[Stored data]
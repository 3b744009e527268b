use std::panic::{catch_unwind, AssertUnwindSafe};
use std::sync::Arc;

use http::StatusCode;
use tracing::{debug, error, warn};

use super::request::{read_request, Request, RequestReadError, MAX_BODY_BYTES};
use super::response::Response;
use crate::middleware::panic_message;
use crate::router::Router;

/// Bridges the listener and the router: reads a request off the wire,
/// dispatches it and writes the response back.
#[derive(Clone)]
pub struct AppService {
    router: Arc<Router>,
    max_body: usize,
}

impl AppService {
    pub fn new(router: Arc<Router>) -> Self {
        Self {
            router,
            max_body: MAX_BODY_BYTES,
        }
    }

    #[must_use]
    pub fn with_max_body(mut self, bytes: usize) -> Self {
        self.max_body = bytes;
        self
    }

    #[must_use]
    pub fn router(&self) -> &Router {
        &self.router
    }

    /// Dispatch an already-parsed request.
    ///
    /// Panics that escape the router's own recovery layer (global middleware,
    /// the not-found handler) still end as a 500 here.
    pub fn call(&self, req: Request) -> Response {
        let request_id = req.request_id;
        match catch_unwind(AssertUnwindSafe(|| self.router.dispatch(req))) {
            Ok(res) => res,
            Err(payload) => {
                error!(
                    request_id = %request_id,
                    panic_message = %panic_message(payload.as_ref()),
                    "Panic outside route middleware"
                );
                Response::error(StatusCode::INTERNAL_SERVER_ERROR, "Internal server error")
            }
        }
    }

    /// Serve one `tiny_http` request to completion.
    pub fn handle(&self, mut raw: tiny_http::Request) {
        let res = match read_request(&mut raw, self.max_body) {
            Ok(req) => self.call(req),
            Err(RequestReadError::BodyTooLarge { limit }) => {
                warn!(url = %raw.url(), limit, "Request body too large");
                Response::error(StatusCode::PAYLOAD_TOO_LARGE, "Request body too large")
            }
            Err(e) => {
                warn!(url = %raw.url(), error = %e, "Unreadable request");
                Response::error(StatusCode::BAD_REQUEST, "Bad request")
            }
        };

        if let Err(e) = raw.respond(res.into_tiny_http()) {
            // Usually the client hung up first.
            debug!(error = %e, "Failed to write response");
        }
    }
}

> _PROBLEM STATEMENT_:
The answer is the full set of records above, repeated exactly.

> _SOLUTION TO THIS EXERCISE_:
repository 3b744009e527268b
use std::panic::{catch_unwind, AssertUnwindSafe};
use std::sync::Arc;

use http::StatusCode;
use tracing::{debug, error, warn};

use super::request::{read_request, Request, RequestReadError, MAX_BODY_BYTES};
use super::response::Response;
use crate::middleware::panic_message;
use crate::router::Router;

/// Bridges the listener and the router: reads a request off the wire,
/// dispatches it and writes the response back.
#[derive(Clone)]
pub struct AppService {
    router: Arc<Router>,
    max_body: usize,
}

impl AppService {
    pub fn new(router: Arc<Router>) -> Self {
        Self {
            router,
            max_body: MAX_BODY_BYTES,
        }
    }

    #[must_use]
    pub fn with_max_body(mut self, bytes: usize) -> Self {
        self.max_body = bytes;
        self
    }

    #[must_use]
    pub fn router(&self) -> &Router {
        &self.router
    }

    /// Dispatch an already-parsed request.
    ///
    /// Panics that escape the router's own recovery layer (global middleware,
    /// the not-found handler) still end as a 500 here.
    pub fn call(&self, req: Request) -> Response {
        let request_id = req.request_id;
        match catch_unwind(AssertUnwindSafe(|| self.router.dispatch(req))) {
            Ok(res) => res,
            Err(payload) => {
                error!(
                    request_id = %request_id,
                    panic_message = %panic_message(payload.as_ref()),
                    "Panic outside route middleware"
                );
                Response::error(StatusCode::INTERNAL_SERVER_ERROR, "Internal server error")
            }
        }
    }

    /// Serve one `tiny_http` request to completion.
    pub fn handle(&self, mut raw: tiny_http::Request) {
        let res = match read_request(&mut raw, self.max_body) {
            Ok(req) => self.call(req),
            Err(RequestReadError::BodyTooLarge { limit }) => {
                warn!(url = %raw.url(), limit, "Request body too large");
                Response::error(StatusCode::PAYLOAD_TOO_LARGE, "Request body too large")
            }
            Err(e) => {
                warn!(url = %raw.url(), error = %e, "Unreadable request");
                Response::error(StatusCode::BAD_REQUEST, "Bad request")
            }
        };

        if let Err(e) = raw.respond(res.into_tiny_http()) {
            // Usually the client hung up first.
            debug!(error = %e, "Failed to write response");
        }
    }
}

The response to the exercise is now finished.